Book Fair. My oldest daughter pointed out that the Book Fair is during Parent-Teacher

conference time so you have extra time on your hands. Also, a little bit of pressure to go

wandering around with the kids to check out the books. I reminded her that the boys

have library cards like the three of ‘them’ (my own children) had from early years on.

I also would tell their teachers this, including what I thought was a valuable lesson,

which was to choose books and return them regularly allowed my kids to have many

more books, choosing far more than what we would need to have in our home. She

listened and told me they each were told they could choose one nice book to keep.
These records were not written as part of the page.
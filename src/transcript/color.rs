//! A small CSS color grammar.
//!
//! Covers hex notation, `rgb()`/`rgba()`/`hsl()`/`hsla()`, named colors, and
//! gradient functions for background values. This is not a full CSS parser;
//! anything outside these forms is rejected.

/// CSS named colors, lowercase.
const NAMED_COLORS: &[&str] = &[
    "aliceblue", "antiquewhite", "aqua", "aquamarine", "azure", "beige", "bisque", "black",
    "blanchedalmond", "blue", "blueviolet", "brown", "burlywood", "cadetblue", "chartreuse",
    "chocolate", "coral", "cornflowerblue", "cornsilk", "crimson", "cyan", "darkblue",
    "darkcyan", "darkgoldenrod", "darkgray", "darkgreen", "darkgrey", "darkkhaki",
    "darkmagenta", "darkolivegreen", "darkorange", "darkorchid", "darkred", "darksalmon",
    "darkseagreen", "darkslateblue", "darkslategray", "darkslategrey", "darkturquoise",
    "darkviolet", "deeppink", "deepskyblue", "dimgray", "dimgrey", "dodgerblue", "firebrick",
    "floralwhite", "forestgreen", "fuchsia", "gainsboro", "ghostwhite", "gold", "goldenrod",
    "gray", "green", "greenyellow", "grey", "honeydew", "hotpink", "indianred", "indigo",
    "ivory", "khaki", "lavender", "lavenderblush", "lawngreen", "lemonchiffon", "lightblue",
    "lightcoral", "lightcyan", "lightgoldenrodyellow", "lightgray", "lightgreen", "lightgrey",
    "lightpink", "lightsalmon", "lightseagreen", "lightskyblue", "lightslategray",
    "lightslategrey", "lightsteelblue", "lightyellow", "lime", "limegreen", "linen", "magenta",
    "maroon", "mediumaquamarine", "mediumblue", "mediumorchid", "mediumpurple",
    "mediumseagreen", "mediumslateblue", "mediumspringgreen", "mediumturquoise",
    "mediumvioletred", "midnightblue", "mintcream", "mistyrose", "moccasin", "navajowhite",
    "navy", "oldlace", "olive", "olivedrab", "orange", "orangered", "orchid", "palegoldenrod",
    "palegreen", "paleturquoise", "palevioletred", "papayawhip", "peachpuff", "peru", "pink",
    "plum", "powderblue", "purple", "rebeccapurple", "red", "rosybrown", "royalblue",
    "saddlebrown", "salmon", "sandybrown", "seagreen", "seashell", "sienna", "silver",
    "skyblue", "slateblue", "slategray", "slategrey", "snow", "springgreen", "steelblue", "tan",
    "teal", "thistle", "tomato", "turquoise", "violet", "wheat", "white", "whitesmoke",
    "yellow", "yellowgreen", "transparent", "currentcolor",
];

const COLOR_FUNCTIONS: &[&str] = &["rgb", "rgba", "hsl", "hsla"];

const GRADIENT_FUNCTIONS: &[&str] = &[
    "linear-gradient",
    "radial-gradient",
    "conic-gradient",
    "repeating-linear-gradient",
    "repeating-radial-gradient",
    "repeating-conic-gradient",
];

const UNITS: &[&str] = &["%", "deg", "grad", "rad", "turn"];

/// Whether `value` is a plain color (no gradients).
pub fn is_valid_color(value: &str) -> bool {
    let value = value.trim().to_ascii_lowercase();
    if value.is_empty() {
        return false;
    }
    if let Some(hex) = value.strip_prefix('#') {
        return matches!(hex.len(), 3 | 4 | 6 | 8) && hex.chars().all(|c| c.is_ascii_hexdigit());
    }
    if let Some((name, args)) = split_function(&value) {
        return COLOR_FUNCTIONS.contains(&name) && valid_color_args(args);
    }
    NAMED_COLORS.contains(&value.as_str())
}

/// Whether `value` can paint a background: a color or a gradient.
pub fn is_valid_paint(value: &str) -> bool {
    if is_valid_color(value) {
        return true;
    }
    let value = value.trim().to_ascii_lowercase();
    match split_function(&value) {
        Some((name, args)) if GRADIENT_FUNCTIONS.contains(&name) => valid_gradient_args(args),
        _ => false,
    }
}

/// Split `name(args)` into its parts. Parentheses must balance and the
/// closing one must end the value.
fn split_function(value: &str) -> Option<(&str, &str)> {
    let open = value.find('(')?;
    let inner = value[open + 1..].strip_suffix(')')?;
    let name = value[..open].trim();
    if name.is_empty() || !balanced(inner) {
        return None;
    }
    Some((name, inner))
}

fn balanced(s: &str) -> bool {
    let mut depth = 0usize;
    for c in s.chars() {
        match c {
            '(' => depth += 1,
            ')' => match depth.checked_sub(1) {
                Some(d) => depth = d,
                None => return false,
            },
            _ => {}
        }
    }
    depth == 0
}

/// Split on separator characters that sit outside any parentheses.
/// Empty pieces are kept so callers can reject them.
pub(crate) fn split_top_level(s: &str, is_sep: impl Fn(char) -> bool) -> Vec<&str> {
    let mut parts = Vec::new();
    let mut depth = 0usize;
    let mut start = 0;
    for (i, c) in s.char_indices() {
        match c {
            '(' => depth += 1,
            ')' => depth = depth.saturating_sub(1),
            c if depth == 0 && is_sep(c) => {
                parts.push(&s[start..i]);
                start = i + c.len_utf8();
            }
            _ => {}
        }
    }
    parts.push(&s[start..]);
    parts
}

fn is_number(token: &str) -> bool {
    let token = token.strip_prefix(|c| c == '+' || c == '-').unwrap_or(token);
    let mut seen_digit = false;
    let mut seen_dot = false;
    for c in token.chars() {
        match c {
            '0'..='9' => seen_digit = true,
            '.' if !seen_dot => seen_dot = true,
            _ => return false,
        }
    }
    seen_digit
}

fn is_component(token: &str) -> bool {
    if token == "none" {
        return true;
    }
    let number = UNITS
        .iter()
        .find_map(|unit| token.strip_suffix(unit))
        .unwrap_or(token);
    is_number(number)
}

fn valid_color_args(args: &str) -> bool {
    let components: Vec<&str> = if args.contains(',') {
        args.split(',').map(str::trim).collect()
    } else {
        let mut halves = args.splitn(2, '/');
        let mut comps: Vec<&str> = halves
            .next()
            .unwrap_or_default()
            .split_whitespace()
            .collect();
        if let Some(alpha) = halves.next() {
            if comps.len() != 3 {
                return false;
            }
            comps.push(alpha.trim());
        }
        comps
    };
    matches!(components.len(), 3 | 4) && components.iter().all(|c| is_component(c))
}

fn valid_gradient_args(args: &str) -> bool {
    let stops = split_top_level(args, |c| c == ',')
        .into_iter()
        .map(str::trim)
        .filter(|arg| {
            split_top_level(arg, char::is_whitespace)
                .into_iter()
                .find(|t| !t.is_empty())
                .is_some_and(is_valid_color)
        })
        .count();
    stops >= 2
}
The boys, Skyler and Micah, already have a nice collection of hardback books in

their bedroom.

My daughter in law has the children’s book shelves in the play room, which means

they can sometimes need to be reorganized and cleaned up. She allowed the four

children to choose a book, with the two oldest, Lara and Landen, picking chapter

books.

The two little girls, M & M, each chose a book. I felt the ones I was most interested

in viewing would also be the ones you would be curious to hear about. I will include

Micah’s to round this out with a boy’s choice. This ‘trio’ of enjoyable selections is

a collection of picture books that were so endearing and entrancing. Along with one

that is quite dramatic!

 

1. “Flora and the Penguin” is a 2014 book with 40 pages, written and illustrated  by

Molly Idle. Last year, she won the Caldecott Honor for a wordless picture book called,

“Flora and the Flamingo.” The flamingo and little girl dancing in the different scenes

was quite beautiful and artistic.  Makyah chose the newer book since she loves the

movies, “Happy Feet,” and “Happy Feet Two.” It is one which will appeal to both boys

and girls, ages 3-5 years old. The author, Molly Idle,  mentioned the quote, “Actions

speak louder than words.” Since Makyah is the ‘baby’ in her household at age 3, I felt

this was a wise choice. She can tell adults or her siblings, what the pictures mean to her,

using descriptions and  her vivid imagination, to tell her own story about Flora. At her

preschool, Kyah is learning how to find her own voice, letting others know what she

thinks.

 

 

2. “The Iridescence of Birds,” a Newberry Medal winner, written by Patricia Mac Lachlan,

was chosen by 5 1/2 year old kindergartner, Marley. This is a 40 paged hardback book

which has a wonderfully illustrated story about Henri Matisse. The book has the small town

in Northern France, where the little boy and young artist grew up. It is winter and Henri

feels it is cold and dreary. The pictures show shades of grays in the gloomy scenery.  In the

true story of his life, Henri’s mother paints plates. Henri’s mother has him help her to set

out plates which radiate colors. His life brightens up when he puts fruits and flowers out to

inspire her painting. Rainbows shown in the book are like a prism (to his life) has been

added to every scene. Glorious!  This story of Henri Matisse’s young childhood is like an

‘ode’ or warm ‘homage’ to his mother. It is like we should give credit to her for inspiring

Matisse to create his impressionistic masterpieces of color. Of course, I love the birds.

Hadley Hooper is the artist who has brilliantly illustrated this book to match the tone

of the story told in simple prose.

 

3. “Draw!” by Raul Colon was chosen by Micah, my 5 year old kindergartner. I am sure

his eyes were attracted by the bold and vibrant illustrations done by Raul Colon. This

book is 40 pages long, which begins with a boy in his room with a sketchbook. He had

read a large book about Africa. He becomes immersed in the world of being on a safari.

He uses paints and an easel to create drawings from his imaginations. They are of very

lifelike animals- elephants, zebras, lions and a very angry rhino. The scenes seem to come

alive and seem inter-active. He ends the book by showing his drawings to his classmates

in school. This book is appropriate for young adventurous children of  ages 4-8. I also

was excited to find out that “Draw!” is not about guns being “drawn” since over the

phone, I had heard its title, mistakenly picturing it to be a Western.

 

What are some of your favorite children’s books that are more recently published?